Oito placas de titânio, 63
parafusos e três membranas protetoras, além de enxerto ósseo. Foi isso que
recebeu, somente na cabeça, Vítor Suarez Cunha, 21 anos, por ter agido quando
ele e seu amigo Kleber viram cinco jovens espancando um homem de rua. Enquanto
seu amigo foi contido, os agressores voltaram-se contra Vitor e deram-lhe pelo
menos vinte chutes no rosto com incrível violência, segundo Kleber, a qual continuou
mesmo quando seu corpo jazia inerte no chão.
Mil questões essa
ocorrência traz à reflexão. Por que os agressores escolheram um mendigo, por
que não acordaram de seu delírio quando alertados pelos dois rapazes, por que cinco
contra um, por que agressões tão violentas e em região vital do jovem? Escolho,
entre tantas, perguntar: o que aconteceria se o mendigo recebesse em um corpo
debilitado a agressão sofrida pelo jovem? Por que, contrariando os mais
primários instintos, os dois jovens resolveram enfrentar a situação que lhes
era tão ostensivamente desfavorável em defesa de um mendigo? Escolho essas
perguntas porque minha verdadeira pergunta é: o que eu faria nessa situação?

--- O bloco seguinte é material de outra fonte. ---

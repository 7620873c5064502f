pub mod global_variables;
pub mod layers;
pub mod study;
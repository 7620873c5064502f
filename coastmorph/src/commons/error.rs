use thiserror::Error;

/// Errors raised by the pure computations of the crate
/// File and layer handling reports through `anyhow` instead
#[derive(Debug, Clone, PartialEq, Error)]
pub enum MorphoError {
    /// No qualifying segments or observations for a required computation
    #[error("no qualifying input for {0}")]
    EmptyInput(String),
    /// A trimmed group has too few points to define the statistic
    #[error("{statistic} is undefined for {observations} observation(s)")]
    UndefinedStatistic {
        statistic: &'static str,
        observations: usize,
    },
    #[error("invalid geometry: {0}")]
    Geometry(String),
    #[error("invalid ASCII grid: {0}")]
    Grid(String),
    #[error("missing column `{0}`")]
    MissingColumn(String),
}

pub type MorphoResult<T> = std::result::Result<T, MorphoError>;

impl MorphoError {
    /// True for the errors an `UndefinedPolicy::Nan` run turns into NaN
    pub fn is_undefined(&self) -> bool {
        matches!(
            self,
            MorphoError::EmptyInput(_) | MorphoError::UndefinedStatistic { .. }
        )
    }
}
pub mod basic_functions;
pub mod error;
pub mod statistics;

Tenho passado por inúmeras
situações que me pediam intervenção e nada fiz. Na praia vi tábuas com pregos
para cima e não recolhi porque estava correndo e não podia parar. Na balsa,
espaço das motos, a um tranco maior da embarcação um motoqueiro se
desequilibrou e tombou sobre outros, ficando pendurado à minha frente. Não
consigo esquecer que, de trás de mim, um rapaz saiu de seu veículo, dirigiu-se
ao motoqueiro e levantou-o, voltando em seguida, enquanto eu assistia
paralisado.
Senti-me mal depois desses
fatos pensando no que poderia fazer, mas foram úteis as observações. De lá para
cá tenho feito pequenas intervenções, mesmo que em algumas situações ainda
tenha ficado parado, olhando, ou simplesmente seguido adiante. Hoje percebo
tais fatos como convites da vida, situações preciosas que nos são ofertadas
para que testemos e desenvolvamos nosso autoconhecimento e nossa real disposição
de ajudar.
Quanto à situação ocorrida
no Rio de Janeiro, sei que pensaria muito antes de tomar uma atitude como a dos
dois rapazes. Aguardaria um tempo precioso que poderia acarretar uma situação
irreversível. Quando percebesse que a situação de alto risco teria se voltado
contra mim, no entanto, não sei o que faria.
Tomo essa situação como
mais uma aula preciosa, na qual Vitor e Kleber são professores. A todos que
lêem estas palavras, meus colegas de classe, assumo a função de livro didático
que divulga um conhecimento e propõe um exercício, sem que ele mesmo saiba alguma
coisa. Num mundo com tanta violência, diversas tragédias – onde alguns buscam vantagens
e outros simplesmente ajudar – e bilhões de situações cotidianas em que uma
ação simples pode fazer a diferença, a reflexão tranqüila e a auto observação
sincera podem nos preparar para sermos melhores, para a atitude que realmente
gostaríamos de tomar. Hoje, o garoto agredido me parece enorme, e eu me sinto
como se tivesse parafuso a menos. Precisamente 63.